# Where did my Amano Shrimp go?



## michpark (Feb 12, 2009)

Hey, I got an Amano Shrimp yesterday and I saw him briefly on a leaf on a plant and then he disappeared...I haven't seen him since. I have a 10 gl tank with some Cardinal tetras and White Cloud Minnows. They wouldn't eat him would they? My thoughts are that he is hiding...Thoughts comments? Should i have more than one? Thanks


----------



## Axelrodi202 (Jul 29, 2008)

I think its hiding, and yes they do best in groupds of at least 3.


----------



## michpark (Feb 12, 2009)

They don't escape then? I have 9 other fish would it be crowding to add more? I've got live plants


----------



## Aquarist_Fist (Jul 22, 2008)

No, with white clouds and cardinals, you could add two more amanos without overloading the tank.

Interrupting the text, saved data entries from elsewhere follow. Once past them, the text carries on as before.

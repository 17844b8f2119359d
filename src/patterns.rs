//! Compiled regex patterns and literal tables used across the pipeline.
//!
//! All patterns are compiled once at first use with `LazyLock`.

#![allow(clippy::expect_used)]

use std::sync::LazyLock;

use regex::Regex;

// =============================================================================
// Text Cleaning Patterns
// =============================================================================

/// Matches three or more consecutive newlines.
pub static MULTIPLE_NEWLINES: LazyLock<Regex> = LazyLock::new(|| {
    Regex::new(r"\n{3,}").expect("MULTIPLE_NEWLINES regex")
});

/// Matches trailing spaces and tabs at the end of each line.
pub static TRAILING_LINE_WHITESPACE: LazyLock<Regex> = LazyLock::new(|| {
    Regex::new(r"(?m)[ \t\u{a0}]+$").expect("TRAILING_LINE_WHITESPACE regex")
});

/// Lines that are labels of message action buttons, not message text.
pub const UI_ARTIFACT_LINES: &[&str] = &[
    "Copy code",
    "Copy",
    "Regenerate response",
    "Regenerate",
];

/// Matches sidebar, toolbar and footer labels in whole-page text.
pub static NAVIGATION_LINE: LazyLock<Regex> = LazyLock::new(|| {
    Regex::new(
        r"(?i)^(menu|home|explore|new chat|settings|log ?out|upgrade|plus|conversations|sidebar|copy|regenerate|delete|edit|share|fork|dark mode|light mode|feedback|help|about)\b",
    )
    .expect("NAVIGATION_LINE regex")
});

// =============================================================================
// Sender Classification Patterns
// =============================================================================

/// Words hinting that a turn was written by the user.
///
/// Matched by lowercase containment, so "your" counts as well.
pub const USER_KEYWORDS: &[&str] = &["you"];

/// Words hinting that a turn was written by the assistant.
pub const ASSISTANT_KEYWORDS: &[&str] = &["assistant", "chatgpt", "gpt", "gemini"];

// =============================================================================
// Metadata Patterns
// =============================================================================

/// Model names searched for in page text, most specific first.
pub const KNOWN_MODELS: &[&str] = &[
    "GPT-4o mini",
    "GPT-4o",
    "GPT-4.5",
    "GPT-4.1",
    "GPT-4",
    "GPT-3.5",
    "GPT-5",
    "o4-mini",
    "o3-mini",
    "o3",
    "o1-mini",
    "o1",
    "Gemini 2.5 Pro",
    "Gemini 2.5 Flash",
    "Gemini 2.0 Flash",
    "Gemini 1.5 Pro",
    "Gemini 1.5 Flash",
    "Gemini Advanced",
];

/// Matches runs of whitespace.
pub static WHITESPACE_RUN: LazyLock<Regex> = LazyLock::new(|| {
    Regex::new(r"\s+").expect("WHITESPACE_RUN regex")
});

// =============================================================================
// Filename Patterns
// =============================================================================

/// Characters that are not allowed in file names on common filesystems.
/// Tabs and line breaks are left for whitespace collapsing.
pub static INVALID_FILENAME_CHARS: LazyLock<Regex> = LazyLock::new(|| {
    Regex::new(r#"[<>:"/\\|?*\x00-\x08\x0b\x0c\x0e-\x1f\x7f]"#).expect("INVALID_FILENAME_CHARS regex")
});

// =============================================================================
// Markdown Output Patterns
// =============================================================================

/// Lines that would open a heading, a thematic break or a setext underline.
pub static MARKDOWN_BLOCK_START: LazyLock<Regex> = LazyLock::new(|| {
    Regex::new(r"^ {0,3}(?:#|(?:(?:-[ \t]*){3,}|(?:\*[ \t]*){3,}|(?:_[ \t]*){3,}|=+[ \t]*)$)")
        .expect("MARKDOWN_BLOCK_START regex")
});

Amanos are known to climb out of the tank if something in there is not alright. But it is much more likely that yours is hiding. If they don't want to be seen, you won't see them.


----------



## Superedwin (Jan 19, 2009)

Well the amano is probably hiding around and yes you should get 2-3more it wouldn't hurt. IMO your tank is already crowded with the cardinals and white clouds..cardinals would prefer at least a 15+ gallon tank


----------



## Esox lucius (Feb 17, 2009)

Since I added 10 amanos to my 30 gal I have only seen 3-4 at a time. They hide VERY well, especially with their basically transparent coloration. I know I lost one, it flipped out of the tank and landed on the glass cover under the light and was cooked:icon_eek:, but I have found no other dead ones, and plenty of spent exoskeletons from shedding shrimp. I wouldnt sweat it, but you could use a couple more.


----------



## B16CRXT (Feb 7, 2009)

Mine are constantly hiding. Sometimes I can find all 3 out and about. I like watching them grab flake food like a praying mantis! It's soo cool!


----------



## michpark (Feb 12, 2009)

cool thanks guys. I'm new to the shrimp thing. I got a few more sunkist amano shrimp...i think thats there common name, they are orange instead of clear. I've seen all of my shrimp on and off now.


----------



## shottviper (Mar 21, 2018)

*What do I feed My Amano shrimp*

when I got my Amano Shrimp I also bought freeze dried Bloodworms, expecting them to sink and they didn't. I was also hoping after that, My guppies would eat them but they aren't and it is kind of working me because they need real protein eventually.


----------